KAPITEL 2
DIE AUTORINNEN DER SCHREIBWERKSTATT STELLEN SICH VOR
Jürgen Artman
"Schreiben ist Handwerk und die eigenen Abgründe", sagte Bodo Kirchhoff. In diesem Sinne ist Schreiben für mich immer auch eine Auseinandersetzung mit der eigenen Vergangenheit, Gegenwart und Zukunft. Schreiben hat eine reinigende Wirkung und den Vorteil, deutlich günstiger als eine Therapie zu sein.
Anti TikTok
Mein Sohn hat ein neues Hintergrundbild auf seinem Handy. Eine Influencerin, perfekte Wimpern, perfekte Lippen, perfektes Make-up. Er sagt, er hat sie mir schon einmal gezeigt, aber ich erkenne sie nicht wieder. Austauschbar. Ich verlasse das Café und laufe durch Frankfurt. Vor einem Wand-Graffiti bleibe ich stehen, zücke mein Handy, mache ein Bild, stecke das Handy in die Tasche. Auf dem Bild ist eine Mutter mit Kleinkind zu sehen. Darüber prangt ein Slogan.

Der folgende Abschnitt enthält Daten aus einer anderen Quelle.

// ============================================================================
// DOM Commands
// ============================================================================

/// Commands delegated to the in-page script runtime.
///
/// Elements resolve via structural (CSS) or path-based (XPath) selectors;
/// input is synthesized as standard DOM events.
#[derive(Debug, Clone, Serialize, Deserialize)]
#[serde(tag = "command", content = "params", rename_all = "kebab-case")]
pub enum DomCommand {
    /// Dispatch a standard click event sequence on an element.
    Click {
        /// Structural or XPath selector.
        selector: String,
        #[serde(default, skip_serializing_if = "Option::is_none")]
        tab: Option<TabId>,
    },

    /// Type into an element with standard input/change events.
    ///
    /// Rich-text (contenteditable) targets manage clear/append/replace
    /// semantics distinctly from value-bearing inputs.
    Type {
        /// Structural or XPath selector.
        selector: String,
        /// Text to type.
        text: String,
        /// Clear existing content first (default true).
        #[serde(default = "default_true")]
        clear: bool,
        /// Append instead of replace.
        #[serde(default)]
        append: bool,
        #[serde(default, skip_serializing_if = "Option::is_none")]
        tab: Option<TabId>,
    },

    /// Scroll an element (or the window when no selector is given).
    Scroll {
        #[serde(default, skip_serializing_if = "Option::is_none")]
        selector: Option<String>,
        /// Horizontal scroll delta.
        #[serde(default)]
        dx: f64,
        /// Vertical scroll delta.
        #[serde(default)]
        dy: f64,
        #[serde(default, skip_serializing_if = "Option::is_none")]
        tab: Option<TabId>,
    },

    /// Describe the first element matching a selector.
    GetElement {
        selector: String,
        #[serde(default, skip_serializing_if = "Option::is_none")]
        tab: Option<TabId>,
    },

    /// Describe all elements matching a selector.
    GetElements {
        selector: String,
        #[serde(default, skip_serializing_if = "Option::is_none")]
        tab: Option<TabId>,
    },

    /// Read an element's text content.
    GetText {
        selector: String,
        #[serde(default, skip_serializing_if = "Option::is_none")]
        tab: Option<TabId>,
    },

    /// Read an element's outer HTML (the whole document when no selector).
    GetHtml {
        #[serde(default, skip_serializing_if = "Option::is_none")]
        selector: Option<String>,
        #[serde(default, skip_serializing_if = "Option::is_none")]
        tab: Option<TabId>,
    },

    /// Read an element attribute.
    GetAttribute {
        selector: String,
        /// Attribute name.
        name: String,
        #[serde(default, skip_serializing_if = "Option::is_none")]
        tab: Option<TabId>,
    },

    /// Poll for an element until found or the timeout elapses.
    ///
    /// Returns `{found, timeout}` rather than erroring on timeout.
    WaitForElement {
        selector: String,
        /// Total time to wait in milliseconds (default 5000).
        #[serde(default = "default_wait_timeout", rename = "timeoutMs")]
        timeout_ms: u64,
        #[serde(default, skip_serializing_if = "Option::is_none")]
        tab: Option<TabId>,
    },

    /// Populate a file input from in-page script via a DataTransfer.
    Upload {
        /// Selector of the file input.
        selector: String,
        /// File payloads (content carried inline).
        files: Vec<UploadFile>,
        #[serde(default, skip_serializing_if = "Option::is_none")]
        tab: Option<TabId>,
    },

    /// Replace an element's inner HTML (the document body when no selector).
    SetHtml {
        #[serde(default, skip_serializing_if = "Option::is_none")]
        selector: Option<String>,
        /// HTML fragment to set.
        html: String,
        #[serde(default, skip_serializing_if = "Option::is_none")]
        tab: Option<TabId>,
    },
}

impl DomCommand {
    /// Returns the wire name of the command.
    #[must_use]
    pub fn name(&self) -> &'static str {
        match self {
            Self::Click { .. } => "click",
            Self::Type { .. } => "type",
            Self::Scroll { .. } => "scroll",
            Self::GetElement { .. } => "get-element",
            Self::GetElements { .. } => "get-elements",
            Self::GetText { .. } => "get-text",
            Self::GetHtml { .. } => "get-html",
            Self::GetAttribute { .. } => "get-attribute",
            Self::WaitForElement { .. } => "wait-for-element",
            Self::Upload { .. } => "upload",
            Self::SetHtml { .. } => "set-html",
        }
    }

    /// Returns the explicit target tab, if any.
    #[must_use]
    pub fn tab(&self) -> Option<&TabId> {
        match self {
            Self::Click { tab, .. }
            | Self::Type { tab, .. }
            | Self::Scroll { tab, .. }
            | Self::GetElement { tab, .. }
            | Self::GetElements { tab, .. }
            | Self::GetText { tab, .. }
            | Self::GetHtml { tab, .. }
            | Self::GetAttribute { tab, .. }
            | Self::WaitForElement { tab, .. }
            | Self::Upload { tab, .. }
            | Self::SetHtml { tab, .. } => tab.as_ref(),
        }
    }
}

// ============================================================================
// UploadFile
// ============================================================================

/// File payload for the DOM-fallback upload path.
///
/// Content travels inline (base64) because page script cannot open local
/// paths; the native upload path takes paths instead.
#[derive(Debug, Clone, Serialize, Deserialize)]
pub struct UploadFile {
    /// File name presented to the page.
    pub name: String,
    /// MIME type.
    pub mime: String,
    /// Base64-encoded content.
    pub data: String,
}

// ============================================================================
// Serde defaults
// ============================================================================

fn default_true() -> bool {
    true
}

fn default_wait_timeout() -> u64 {
    5000
}
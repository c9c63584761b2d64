//! Type-safe identifiers for relay and browser entities.
//!
//! Newtype wrappers prevent mixing incompatible IDs at compile time.
//!
//! # ID Kinds
//!
//! | Type | Backing | Allocation |
//! |------|---------|------------|
//! | [`RequestId`] | `u64` | Monotonic counter, per Relay instance |
//! | [`TabId`] | `String` | Debugging target identifier from the browser |

// ============================================================================
// Imports
// ============================================================================

use std::fmt;
use std::sync::atomic::{AtomicU64, Ordering};

use serde::{Deserialize, Serialize};

// ============================================================================
// RequestId
// ============================================================================

/// Relay-local request identifier.
///
/// Assigned by the Relay when a controller command is forwarded to the
/// in-browser endpoint. Monotonically increasing, unique per Relay instance,
/// and never reused while the request is pending.
#[derive(Debug, Clone, Copy, PartialEq, Eq, Hash, PartialOrd, Ord, Serialize, Deserialize)]
#[serde(transparent)]
pub struct RequestId(u64);

impl RequestId {
    /// Creates a request ID from a raw value.
    #[inline]
    #[must_use]
    pub const fn from_u64(value: u64) -> Self {
        Self(value)
    }

    /// Returns the raw value.
    #[inline]
    #[must_use]
    pub const fn as_u64(self) -> u64 {
        self.0
    }
}

impl fmt::Display for RequestId {
    fn fmt(&self, f: &mut fmt::Formatter<'_>) -> fmt::Result {
        write!(f, "{}", self.0)
    }
}

// ============================================================================
// RequestIdAllocator
// ============================================================================

/// Monotonic [`RequestId`] allocator owned by a single Relay instance.
///
/// Starts at 1; id 0 is never handed out so it can serve as a sentinel
/// in logs.
#[derive(Debug)]
pub struct RequestIdAllocator {
    next: AtomicU64,
}

impl RequestIdAllocator {
    /// Creates a new allocator starting at 1.
    #[inline]
    #[must_use]
    pub const fn new() -> Self {
        Self {
            next: AtomicU64::new(1),
        }
    }

    /// Returns the next request ID.
    #[inline]
    pub fn next(&self) -> RequestId {
        RequestId(self.next.fetch_add(1, Ordering::Relaxed))
    }
}

impl Default for RequestIdAllocator {
    fn default() -> Self {
        Self::new()
    }
}

// ============================================================================
// TabId
// ============================================================================

/// Identifier of a browser tab (a debugging target).
///
/// The browser's HTTP discovery endpoint reports targets with opaque string
/// identifiers; a [`TabId`] wraps one of those.
#[derive(Debug, Clone, PartialEq, Eq, Hash, Serialize, Deserialize)]
#[serde(transparent)]
pub struct TabId(String);

impl TabId {
    /// Creates a tab ID from a raw target identifier.
    #[inline]
    #[must_use]
    pub fn new(id: impl Into<String>) -> Self {
        Self(id.into())
    }

    /// Returns the raw identifier.
    #[inline]
    #[must_use]
    pub fn as_str(&self) -> &str {
        &self.0
    }
}

impl fmt::Display for TabId {
    fn fmt(&self, f: &mut fmt::Formatter<'_>) -> fmt::Result {
        write!(f, "{}", self.0)
    }
}

impl From<&str> for TabId {
    fn from(s: &str) -> Self {
        Self(s.to_string())
    }
}

impl From<String> for TabId {
    fn from(s: String) -> Self {
        Self(s)
    }
}

// ============================================================================
// Tests
// ============================================================================
//! In-page script builders for the DOM-fallback strategy.
//!
//! Every builder returns a self-contained expression evaluated in page
//! context. Elements resolve through one locator accepting either a
//! structural (CSS) selector or a path-query (XPath) selector; anything
//! starting with `/` or `(` is treated as XPath.
//!
//! Scripts throw on missing elements; the executor maps page exceptions to
//! execution errors.

use serde_json::Value;

use crate::protocol::UploadFile;

// ============================================================================
// Locator
// ============================================================================

/// Shared locator helper, prepended to every element script.
const LOCATOR: &str = r"
const __locate = (sel) => {
    if (sel.startsWith('/') || sel.startsWith('(')) {
        return document.evaluate(sel, document, null,
            XPathResult.FIRST_ORDERED_NODE_TYPE, null).singleNodeValue;
    }
    return document.querySelector(sel);
};
const __require = (sel) => {
    const el = __locate(sel);
    if (!el) throw new Error('element not found: ' + sel);
    return el;
};
";

/// Encodes a Rust string as a JS string literal.
fn js_string(s: &str) -> String {
    Value::String(s.to_string()).to_string()
}

fn with_locator(body: &str) -> String {
    format!("(() => {{{LOCATOR}\n{body}}})()")
}

// ============================================================================
// Evaluation
// ============================================================================

/// Wraps a caller expression in an isolating invocation so the entrypoint
/// cannot change the enclosing scope.
#[must_use]
pub fn wrap_expression(expression: &str) -> String {
    format!("(function() {{ \"use strict\"; return ({expression}); }})()")
}

// ============================================================================
// Element scripts
// ============================================================================

/// Resolves a selector to its center point, scrolling it into view.
///
/// Evaluates to `{x, y}` or `null` when the element is missing.
#[must_use]
pub fn center_point(selector: &str) -> String {
    let sel = js_string(selector);
    with_locator(&format!(
        "const el = __locate({sel});
        if (!el) return null;
        el.scrollIntoView({{block: 'center', inline: 'center'}});
        const r = el.getBoundingClientRect();
        return {{x: r.left + r.width / 2, y: r.top + r.height / 2}};"
    ))
}

/// Dispatches a standard click event sequence on an element.
#[must_use]
pub fn click(selector: &str) -> String {
    let sel = js_string(selector);
    with_locator(&format!(
        "const el = __require({sel});
        el.scrollIntoView({{block: 'center'}});
        for (const type of ['mousedown', 'mouseup', 'click']) {{
            el.dispatchEvent(new MouseEvent(type, {{bubbles: true, cancelable: true, view: window}}));
        }}
        return true;"
    ))
}

/// Types into an element with standard input/change events.
///
/// Value-bearing fields set `value`; contenteditable targets set
/// `textContent` (content reset, not value reset). Dispatches `input` and
/// `change` exactly once each.
#[must_use]
pub fn type_text(selector: &str, text: &str, clear: bool, append: bool) -> String {
    let sel = js_string(selector);
    let txt = js_string(text);
    with_locator(&format!(
        "const el = __require({sel});
        el.focus();
        const clear = {clear};
        const append = {append};
        if (el.isContentEditable) {{
            if (clear && !append) el.textContent = '';
            el.textContent = append ? el.textContent + {txt} : {txt};
        }} else {{
            if (clear && !append) el.value = '';
            el.value = append ? el.value + {txt} : {txt};
        }}
        el.dispatchEvent(new Event('input', {{bubbles: true}}));
        el.dispatchEvent(new Event('change', {{bubbles: true}}));
        return true;"
    ))
}

/// Focuses an element and optionally clears it, for the native typing path.
///
/// Contenteditable targets are cleared via content reset rather than value
/// reset.
#[must_use]
pub fn focus_and_clear(selector: &str, clear: bool) -> String {
    let sel = js_string(selector);
    with_locator(&format!(
        "const el = __require({sel});
        el.focus();
        if ({clear}) {{
            if (el.isContentEditable) el.textContent = '';
            else el.value = '';
        }}
        return true;"
    ))
}

/// Scrolls an element, or the window when no selector is given.
#[must_use]
pub fn scroll(selector: Option<&str>, dx: f64, dy: f64) -> String {
    match selector {
        Some(selector) => {
            let sel = js_string(selector);
            with_locator(&format!(
                "const el = __require({sel});
                el.scrollBy({dx}, {dy});
                return {{x: el.scrollLeft, y: el.scrollTop}};"
            ))
        }
        None => format!(
            "(() => {{ window.scrollBy({dx}, {dy}); \
             return {{x: window.scrollX, y: window.scrollY}}; }})()"
        ),
    }
}

/// Reads an element's text content.
#[must_use]
pub fn get_text(selector: &str) -> String {
    let sel = js_string(selector);
    with_locator(&format!("return __require({sel}).textContent;"))
}

/// Reads an element's outer HTML, or the whole document without a selector.
#[must_use]
pub fn get_html(selector: Option<&str>) -> String {
    match selector {
        Some(selector) => {
            let sel = js_string(selector);
            with_locator(&format!("return __require({sel}).outerHTML;"))
        }
        None => "document.documentElement.outerHTML".to_string(),
    }
}

/// Reads an element attribute (evaluates to the value or `null`).
#[must_use]
pub fn get_attribute(selector: &str, name: &str) -> String {
    let sel = js_string(selector);
    let attr = js_string(name);
    with_locator(&format!("return __require({sel}).getAttribute({attr});"))
}

/// Evaluates to `true` when the selector currently matches.
#[must_use]
pub fn exists(selector: &str) -> String {
    let sel = js_string(selector);
    with_locator(&format!("return __locate({sel}) !== null;"))
}

/// Replaces inner HTML of an element, or the body without a selector.
#[must_use]
pub fn set_html(selector: Option<&str>, html: &str) -> String {
    let content = js_string(html);
    match selector {
        Some(selector) => {
            let sel = js_string(selector);
            with_locator(&format!(
                "__require({sel}).innerHTML = {content}; return true;"
            ))
        }
        None => format!("(() => {{ document.body.innerHTML = {content}; return true; }})()"),
    }
}

/// Describes the first matching element.
#[must_use]
pub fn describe_element(selector: &str) -> String {
    let sel = js_string(selector);
    with_locator(&format!(
        "const el = __require({sel});
        return {DESCRIBE}(el);"
    ))
}

/// Describes all matching elements (structural selectors only for lists).
#[must_use]
pub fn describe_elements(selector: &str) -> String {
    let sel = js_string(selector);
    with_locator(&format!(
        "const sel = {sel};
        let els;
        if (sel.startsWith('/') || sel.startsWith('(')) {{
            els = [];
            const it = document.evaluate(sel, document, null,
                XPathResult.ORDERED_NODE_ITERATOR_TYPE, null);
            let node;
            while ((node = it.iterateNext())) els.push(node);
        }} else {{
            els = Array.from(document.querySelectorAll(sel));
        }}
        return els.map({DESCRIBE});"
    ))
}

/// Element descriptor shared by get-element(s).
const DESCRIBE: &str = "((el) => ({
        tag: el.tagName.toLowerCase(),
        id: el.id || null,
        classes: el.className || null,
        text: (el.textContent || '').trim().slice(0, 200)
    }))";

/// Populates a file input from inline payloads via a `DataTransfer`.
///
/// # Errors
///
/// Returns [`serde_json::Error`] if the payload list cannot be serialized.
pub fn upload(selector: &str, files: &[UploadFile]) -> Result<String, serde_json::Error> {
    let sel = js_string(selector);
    let payloads = serde_json::to_string(files)?;
    Ok(with_locator(&format!(
        "const el = __require({sel});
        const dt = new DataTransfer();
        for (const f of {payloads}) {{
            const bytes = Uint8Array.from(atob(f.data), (c) => c.charCodeAt(0));
            dt.items.add(new File([bytes], f.name, {{type: f.mime}}));
        }}
        el.files = dt.files;
        el.dispatchEvent(new Event('input', {{bubbles: true}}));
        el.dispatchEvent(new Event('change', {{bubbles: true}}));
        return el.files.length;"
    )))
}

// ============================================================================
// Tests
// ============================================================================

#[cfg(test)]
mod tests {
    use super::*;

    #[test]
    fn test_js_string_escapes() {
        assert_eq!(js_string("a\"b"), r#""a\"b""#);
        assert_eq!(js_string("line\nbreak"), r#""line\nbreak""#);
    }

    #[test]
    fn test_wrap_expression_isolates() {
        let wrapped = wrap_expression("document.title");
        assert!(wrapped.starts_with("(function()"));
        assert!(wrapped.contains("use strict"));
        assert!(wrapped.contains("return (document.title)"));
    }

    #[test]
    fn test_center_point_scrolls_into_view() {
        let script = center_point("#submit");
        assert!(script.contains("scrollIntoView"));
        assert!(script.contains(r##""#submit""##));
        assert!(script.contains("return null"));
    }

    #[test]
    fn test_xpath_detected_by_prefix() {
        let script = exists("//button[@type='submit']");
        assert!(script.contains("document.evaluate"));
    }

    #[test]
    fn test_type_text_distinguishes_contenteditable() {
        let script = type_text("#editor", "hello", true, false);
        assert!(script.contains("isContentEditable"));
        assert!(script.contains("textContent = ''"));
        assert!(script.contains("value = ''"));
        // input/change dispatched once each, outside the branches.
        assert_eq!(script.matches("new Event('input'").count(), 1);
        assert_eq!(script.matches("new Event('change'").count(), 1);
    }

    #[test]
    fn test_scroll_window_without_selector() {
        let script = scroll(None, 0.0, 400.0);
        assert!(script.contains("window.scrollBy(0, 400)"));
    }

    #[test]
    fn test_set_html_targets_body_by_default() {
        let script = set_html(None, "<p>hi</p>");
        assert!(script.contains("document.body.innerHTML"));
    }

    #[test]
    fn test_upload_embeds_payloads() {
        let files = vec![UploadFile {
            name: "a.txt".to_string(),
            mime: "text/plain".to_string(),
            data: "aGVsbG8=".to_string(),
        }];
        let script = upload("input[type=file]", &files).expect("serialize");
        assert!(script.contains("DataTransfer"));
        assert!(script.contains("aGVsbG8="));
        assert!(script.contains("atob"));
    }

    #[test]
    fn test_selector_injection_is_escaped() {
        let script = get_text("a\"); alert(1); (\"");
        // The malicious selector stays inside one string literal.
        assert!(script.contains(r#""a\"); alert(1); (\"""#));
    }
}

There is something better than perfection", hallt es in mir nach, als ich weitergehe.
Frankfurt ist nicht perfekt, die Fassaden sehr gemischt. Lila Gasrohre, die in der Höhe über die Straßen gebaut sind, sind Farbtupfer, die es nicht besser machen.
Das hilflose Kleinkind ist nicht perfekt. Aber es hat einen fordernden Blick. Es fixiert die Mutter.
Diese Augen sagen, dass sie Erwartungen haben.
Zufrieden und erschöpft sieht die Mutter aus. Sie ist nicht perfekt.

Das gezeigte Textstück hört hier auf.